Walking, Biking and Enjoying the River
With its unusual combination of historic, cultural and natural resources, the John H. Chafee Blackstone River Valley National Heritage Corridor possesses tremendous opportunities for sightseeing, hiking, boating, bicycling, fishing and other activities. These resources are especially important as the Corridor cuts through some of the most densely populated areas of New England.
Both Rhode Island and Massachusetts have developed State Parks in the Blackstone River Valley. In doing so, the states are working to improve the river’s water quality, to improve access to the river, and to provide information about the corridor, its history and its many cultural and natural resources.
RI DEM currently maintains about 8 miles of riverfront land that now carries the Blackstone River Bikeway. The holding includes 3 ½ miles of river and canal with an intact towpath.
MA DCR owns 1000 acres in Northbridge and Uxbridge, which form the core of its Heritage State Park and includes canal and towpath segments, canal lock remnants and several miles of riverfront property with public access.

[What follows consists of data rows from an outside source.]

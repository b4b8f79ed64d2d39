//! # basalt-network
//!
//! P2P networking core for the basalt node.
//!
//! This crate provides:
//! - Length-prefixed binary framing with read/write deadlines
//! - Capability-negotiation handshake with per-connection code tables
//! - Peer lifecycle: one reader and one pinger per connection, serialized
//!   writes, heartbeats, idempotent disconnect
//! - Sub-protocol host interface over bounded queues
//! - Dial scheduling from discovery snapshots and token-bounded inbound
//!   admission, reconciled by a single peer-map owner task

mod config;
mod error;
mod frame;
mod handshake;
mod message;
mod peer;
mod protocol;
mod server;

pub use config::{ConnConfig, ServerConfig, DEFAULT_MAX_PENDING_PEERS};
pub use error::{NetworkError, NetworkResult};
pub use frame::{split_stream, Frame, FrameReader, FrameWriter, HEADER_LEN};
pub use handshake::{
    exchange, negotiate, session_secret, Capability, CodeTables, Hello, HelloExchange,
};
pub use message::{
    DisconnectReason, InboundMessage, BASE_PROTO_CODE, CTL_MSG_DISC, CTL_MSG_HANDSHAKE,
    CTL_MSG_PING, CTL_MSG_PONG, CTL_PROTO_CODE,
};
pub use peer::Peer;
pub use protocol::{
    protocol_channel, ProtocolEvents, ProtocolHost, RegisteredProtocol, DEFAULT_QUEUE_CAPACITY,
};
pub use server::Server;
//! basalt node - P2P networking daemon.
//!
//! This is the main entry point for the basalt-node binary.

use anyhow::Result;
use basalt_network::{
    protocol_channel, Capability, RegisteredProtocol, Server, DEFAULT_QUEUE_CAPACITY,
};
use clap::Parser;
use std::path::PathBuf;
use tracing::{debug, info, Level};
use tracing_subscriber::FmtSubscriber;

mod config;

use config::NodeConfig;

/// basalt P2P node.
#[derive(Parser, Debug)]
#[command(name = "basalt-node")]
#[command(author, version, about, long_about = None)]
pub struct Args {
    /// Path to configuration file
    #[arg(short, long, default_value = "basalt-node.toml")]
    config: PathBuf,

    /// Human-readable node name
    #[arg(long)]
    name: Option<String>,

    /// Hex-encoded local node id
    #[arg(long)]
    node_id: Option<String>,

    /// P2P listen address
    #[arg(short, long)]
    listen: Option<String>,

    /// UDP port handed to discovery
    #[arg(long)]
    kad_port: Option<u16>,

    /// Log level
    #[arg(long, default_value = "info")]
    log_level: String,
}

#[tokio::main]
async fn main() -> Result<()> {
    let args = Args::parse();

    let log_level = match args.log_level.to_lowercase().as_str() {
        "trace" => Level::TRACE,
        "debug" => Level::DEBUG,
        "info" => Level::INFO,
        "warn" => Level::WARN,
        "error" => Level::ERROR,
        _ => Level::INFO,
    };
    let subscriber = FmtSubscriber::builder()
        .with_max_level(log_level)
        .with_target(true)
        .finish();
    tracing::subscriber::set_global_default(subscriber)?;

    info!("starting basalt node v{}", env!("CARGO_PKG_VERSION"));

    let config = NodeConfig::load(&args.config, &args)?;
    info!(name = %config.node_name, listen = %config.listen_addr, "configuration loaded");

    let server = Server::new(config.to_server_config()?);
    server.register_protocol(status_protocol())?;
    server.start().await?;
    info!(addr = %server.local_addr().expect("server is running"), "p2p listening");

    tokio::signal::ctrl_c().await.ok();
    info!("shutdown signal received");

    server.stop().await;
    info!("node stopped");
    Ok(())
}

/// A minimal sub-protocol that logs peer churn. Real application
/// protocols (chain sync, tx gossip) register the same way.
fn status_protocol() -> RegisteredProtocol {
    let (host, mut events) = protocol_channel(Capability::new("status", 1), DEFAULT_QUEUE_CAPACITY);
    let task = tokio::spawn(async move {
        loop {
            tokio::select! {
                peer = events.added.recv() => match peer {
                    Some(peer) => info!(peer = %peer, "peer up"),
                    None => break,
                },
                peer = events.removed.recv() => match peer {
                    Some(peer) => info!(
                        peer = %peer,
                        err = peer.terminal_error().unwrap_or_default(),
                        "peer down"
                    ),
                    None => break,
                },
                message = events.inbound.recv() => match message {
                    Some(message) => debug!(
                        peer = %message.peer,
                        msg_code = message.msg_code,
                        len = message.payload.len(),
                        "status message"
                    ),
                    None => break,
                },
            }
        }
    });
    RegisteredProtocol::new(host, task)
}
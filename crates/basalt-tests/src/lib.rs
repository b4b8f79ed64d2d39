//! # basalt-tests
//!
//! Integration tests for the basalt P2P stack: admission, heartbeats,
//! capability negotiation, and graceful shutdown, exercised over real
//! localhost sockets.

pub mod harness;

#[cfg(test)]
mod network_tests;

pub use harness::*;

Pick up a self-guided Walking Tour of one of the communities in the Corridor and learn more about the history of the Valley and its many unique places. Walking Tour brochures can be picked up at any of the Visitor Centers throughout the Valley.Check the Calendar of Events for guided walks by National Park Service Rangers and other programs offered by Corridor Staff, Partners and Volunteers in Parks.
The Blackstone River Bikeway is currently a work in progress.When completed, this mostly off-road bikeway will extend from Worcester, MA to Providence, RI, with much of the path following the Blackstone River. Currently, a 7-mile stretch along the Blackstone River in Lincoln and Cumberland, Rhode Island and a 2-mile stretch in Millbury, Massachusetts are open and available for recreational use.
Did You Know?
Parts of three different Native American nations lived in the Blackstone River Valley: the Nipmuc, the Wampanoag and the Narragansett. Members of each of these nations, along with other Native Americans, still live here today.